Development of a Cryogen-Free Concentration System for Measurements of Volatile Organic Compounds


An innovative cryogen-free concentrator system for measurement of atmospheric trace gases at the parts per trillion level has been developed with detection by routinely used gas chromatographic methods. The first-generation system was capable of reaching a trapping temperature of −186 °C, while the current version can reach −195 °C. A Kleemenko cooler is used to create liquid nitrogen equivalent trapping conditions and eliminate the use of solid absorbents, a potential source of artifacts. The method utilizes dual-stage trapping with individual cold regions. The two stages are cooled to −20 and −175 °C for water management and sample enrichment, respectively. Both stages house a Silonite-coated stainless steel sample loop; the second stage loop is filled with 1-mm-diameter glass beads, which provide an inert surface area for analyte concentration. In our application, the complete system employed four channels utilizing two flame ionization detectors, one electron capture detector, and a mass spectrometer.

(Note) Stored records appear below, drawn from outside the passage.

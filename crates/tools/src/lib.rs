use std::sync::Arc;

use anyhow::Result;
use async_trait::async_trait;
use serde_json::{Map, Value};
use tracing::{debug, error};

use murmur_fabric::{queue_name, Broker, Notification};

// ── Tool trait and registry ──────────────────────────────────────────────────

/// Tools allowed to render and execute while a low-latency voice call is
/// active.
pub const FAST_MODE_TOOLS: &[&str] = &["speak", "hang_up"];

/// Context used to gate tool availability. Built from the most recent
/// call-bearing notification batch, or carried over from the previous cycle.
#[derive(Debug, Clone, Default)]
pub struct ToolContext {
    pub session_id: Option<String>,
    pub call_id: Option<String>,
}

impl ToolContext {
    pub fn is_on_call(&self) -> bool {
        self.call_id.is_some()
    }
}

/// Describes a single parameter that a tool accepts.
#[derive(Debug, Clone)]
pub struct ToolParam {
    pub name: String,
    pub param_type: String,
    pub description: String,
    pub required: bool,
}

impl ToolParam {
    pub fn required(name: &str, param_type: &str, description: &str) -> Self {
        Self {
            name: name.into(),
            param_type: param_type.into(),
            description: description.into(),
            required: true,
        }
    }

    pub fn optional(name: &str, param_type: &str, description: &str) -> Self {
        Self {
            name: name.into(),
            param_type: param_type.into(),
            description: description.into(),
            required: false,
        }
    }
}

/// Static metadata rendered into the system prompt.
#[derive(Debug, Clone)]
pub struct ToolInfo {
    pub command: String,
    pub description: String,
    pub parameters: Vec<ToolParam>,
}

/// Trait implemented by every tool.
///
/// Tools never return values to the loop: `execute` performs its side
/// effects and publishes exactly one result notification onto the agent's
/// queue through its [`ToolChannel`]. The single exception is `sleep`, which
/// publishes nothing (a success result would immediately wake the agent).
#[async_trait]
pub trait Tool: Send + Sync {
    fn name(&self) -> &str;
    fn info(&self) -> ToolInfo;

    fn validate(&self, _args: &Map<String, Value>) -> Result<(), String> {
        Ok(())
    }

    fn is_available(&self, _context: &ToolContext) -> bool {
        true
    }

    async fn execute(&self, args: Map<String, Value>) -> Result<()>;
}

/// A tool's outbound channel: publishes result notifications onto the owning
/// agent's queue. Handed to tools at registration time so they carry no
/// back-pointer to the agent.
#[derive(Clone)]
pub struct ToolChannel {
    agent_name: String,
    broker: Arc<Broker>,
}

impl ToolChannel {
    pub fn new(agent_name: &str, broker: Arc<Broker>) -> Self {
        Self {
            agent_name: agent_name.to_string(),
            broker,
        }
    }

    pub fn agent_name(&self) -> &str {
        &self.agent_name
    }

    pub fn publish_success(&self, tool_name: &str, result: Value) {
        self.publish(Notification::tool_result(
            &self.agent_name,
            tool_name,
            "SUCCESS",
            Some(result),
            None,
        ));
    }

    pub fn publish_failure(&self, tool_name: &str, error_message: &str) {
        self.publish(Notification::tool_result(
            &self.agent_name,
            tool_name,
            "FAILURE",
            None,
            Some(error_message.to_string()),
        ));
    }

    /// Publish an arbitrary notification onto the owning agent's queue.
    /// Used by the sleep timer for its wake alert.
    pub fn publish_notification(&self, notification: &Notification) {
        let queue = queue_name(&self.agent_name);
        if let Err(err) = self.broker.publish(&queue, notification) {
            // Result publication is the tool's only voice; losing it is
            // logged loudly but must not take the loop down.
            error!(error = %err, queue, "tool failed to publish notification");
        } else {
            debug!(queue, "tool notification published");
        }
    }

    fn publish(&self, notification: Notification) {
        self.publish_notification(&notification);
    }
}

/// Central registry keyed by tool name. First registration wins on lookup.
#[derive(Default)]
pub struct ToolRegistry {
    tools: Vec<Arc<dyn Tool>>,
}

impl ToolRegistry {
    pub fn register(&mut self, tool: Arc<dyn Tool>) {
        debug!(name = tool.name(), "tool registered");
        self.tools.push(tool);
    }

    pub fn get(&self, name: &str) -> Option<Arc<dyn Tool>> {
        self.tools.iter().find(|t| t.name() == name).cloned()
    }

    pub fn names(&self) -> Vec<String> {
        self.tools.iter().map(|t| t.name().to_string()).collect()
    }

    /// Tools that pass `is_available` for this context, further restricted to
    /// [`FAST_MODE_TOOLS`] when fast mode is on.
    pub fn available(&self, context: &ToolContext, fast_mode: bool) -> Vec<Arc<dyn Tool>> {
        self.tools
            .iter()
            .filter(|t| t.is_available(context))
            .filter(|t| !fast_mode || FAST_MODE_TOOLS.contains(&t.name()))
            .cloned()
            .collect()
    }

    /// Render the `{tools}` section of the system prompt.
    pub fn render_tools_section(&self, context: &ToolContext, fast_mode: bool) -> String {
        if self.tools.is_empty() {
            return "No tools are currently registered.".to_string();
        }
        let available = self.available(context, fast_mode);
        if available.is_empty() {
            return "No tools are currently available in this context.".to_string();
        }

        available
            .iter()
            .map(|tool| {
                let info = tool.info();
                let mut text = format!("### {}\n{}", info.command, info.description);
                if info.parameters.is_empty() {
                    text.push_str("\n**Parameters:** None");
                } else {
                    text.push_str("\n**Parameters:**");
                    for param in &info.parameters {
                        let required = if param.required { "Required" } else { "Optional" };
                        text.push_str(&format!(
                            "\n- `{}` ({}): {} [{}]",
                            param.name, param.param_type, param.description, required
                        ));
                    }
                }
                text
            })
            .collect::<Vec<_>>()
            .join("\n\n")
    }
}

// ── Argument helpers ─────────────────────────────────────────────────────────

pub fn require_string<'a>(args: &'a Map<String, Value>, key: &str) -> Result<&'a str, String> {
    args.get(key)
        .and_then(|v| v.as_str())
        .filter(|s| !s.trim().is_empty())
        .ok_or_else(|| format!("missing required string argument '{key}'"))
}

pub fn require_positive_number(args: &Map<String, Value>, key: &str) -> Result<f64, String> {
    let value = args
        .get(key)
        .and_then(|v| v.as_f64())
        .ok_or_else(|| format!("missing required numeric argument '{key}'"))?;
    if value <= 0.0 {
        return Err(format!("argument '{key}' must be positive, got {value}"));
    }
    Ok(value)
}

// ── Standard tools ───────────────────────────────────────────────────────────

mod call;
mod messaging;
mod sleep;
mod system_prompt;

pub use call::{HangUpTool, SpeakTool};
pub use messaging::SendUserMessageTool;
pub use sleep::{ShutdownTool, SleepRegistry, SleepTool};
pub use system_prompt::{EditSystemPromptTool, ReadSystemPromptTool};

// ── Registry tests ───────────────────────────────────────────────────────────

#[cfg(test)]
mod registry_tests {
    use super::*;

    struct DummyTool {
        name: String,
        call_only: bool,
    }

    #[async_trait]
    impl Tool for DummyTool {
        fn name(&self) -> &str {
            &self.name
        }

        fn info(&self) -> ToolInfo {
            ToolInfo {
                command: self.name.clone(),
                description: format!("Dummy tool: {}", self.name),
                parameters: vec![ToolParam::required("input", "str", "test param")],
            }
        }

        fn is_available(&self, context: &ToolContext) -> bool {
            !self.call_only || context.is_on_call()
        }

        async fn execute(&self, _args: Map<String, Value>) -> Result<()> {
            Ok(())
        }
    }

    fn dummy(name: &str, call_only: bool) -> Arc<dyn Tool> {
        Arc::new(DummyTool {
            name: name.into(),
            call_only,
        })
    }

    #[test]
    fn empty_registry() {
        let registry = ToolRegistry::default();
        assert!(registry.get("anything").is_none());
        assert_eq!(
            registry.render_tools_section(&ToolContext::default(), false),
            "No tools are currently registered."
        );
    }

    #[test]
    fn register_and_get() {
        let mut registry = ToolRegistry::default();
        registry.register(dummy("alpha", false));
        registry.register(dummy("beta", false));
        assert!(registry.get("alpha").is_some());
        assert!(registry.get("beta").is_some());
        assert!(registry.get("gamma").is_none());
    }

    #[test]
    fn availability_gates_rendering() {
        let mut registry = ToolRegistry::default();
        registry.register(dummy("send_user_message", false));
        registry.register(dummy("speak", true));

        let off_call = registry.render_tools_section(&ToolContext::default(), false);
        assert!(off_call.contains("send_user_message"));
        assert!(!off_call.contains("### speak"));

        let on_call_ctx = ToolContext {
            session_id: Some("s1".into()),
            call_id: Some("c1".into()),
        };
        let on_call = registry.render_tools_section(&on_call_ctx, false);
        assert!(on_call.contains("### speak"));
    }

    #[test]
    fn fast_mode_restricts_to_voice_tools() {
        let mut registry = ToolRegistry::default();
        registry.register(dummy("send_user_message", false));
        registry.register(dummy("speak", false));
        registry.register(dummy("hang_up", false));
        registry.register(dummy("web_search", false));

        let rendered = registry.render_tools_section(&ToolContext::default(), true);
        assert!(rendered.contains("### speak"));
        assert!(rendered.contains("### hang_up"));
        assert!(!rendered.contains("send_user_message"));
        assert!(!rendered.contains("web_search"));

        let available = registry.available(&ToolContext::default(), true);
        assert_eq!(available.len(), 2);
    }

    #[test]
    fn duplicate_name_get_returns_first_registered() {
        let mut registry = ToolRegistry::default();
        registry.register(dummy("dup", false));
        registry.register(dummy("dup", true));
        assert!(registry.get("dup").is_some());
        assert_eq!(registry.names().iter().filter(|n| *n == "dup").count(), 2);
    }

    #[test]
    fn argument_helpers() {
        let mut args = Map::new();
        args.insert("text".into(), Value::String("hello".into()));
        args.insert("duration".into(), serde_json::json!(60));
        args.insert("blank".into(), Value::String("  ".into()));

        assert_eq!(require_string(&args, "text").unwrap(), "hello");
        assert!(require_string(&args, "blank").is_err());
        assert!(require_string(&args, "missing").is_err());
        assert_eq!(require_positive_number(&args, "duration").unwrap(), 60.0);
        args.insert("duration".into(), serde_json::json!(-5));
        assert!(require_positive_number(&args, "duration").is_err());
    }
}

The system was automated for unattended operation and was deployed off the New England east coast on Appledore Island to measure a suite of ambient non-methane hydrocarbons, halocarbons, alkyl nitrates, and oxygenated volatile organic compounds during the International Consortium for Atmospheric Research on Transport and Transformation field campaign in summer 2004. This robust system quantified 98 ambient volatile organic compounds with precisions ranging from 0.3 to 15%.


Earth Systems Research Center

Publication Date


Journal Title

Analytical Chemistry


ACS Publications (American Chemical Society)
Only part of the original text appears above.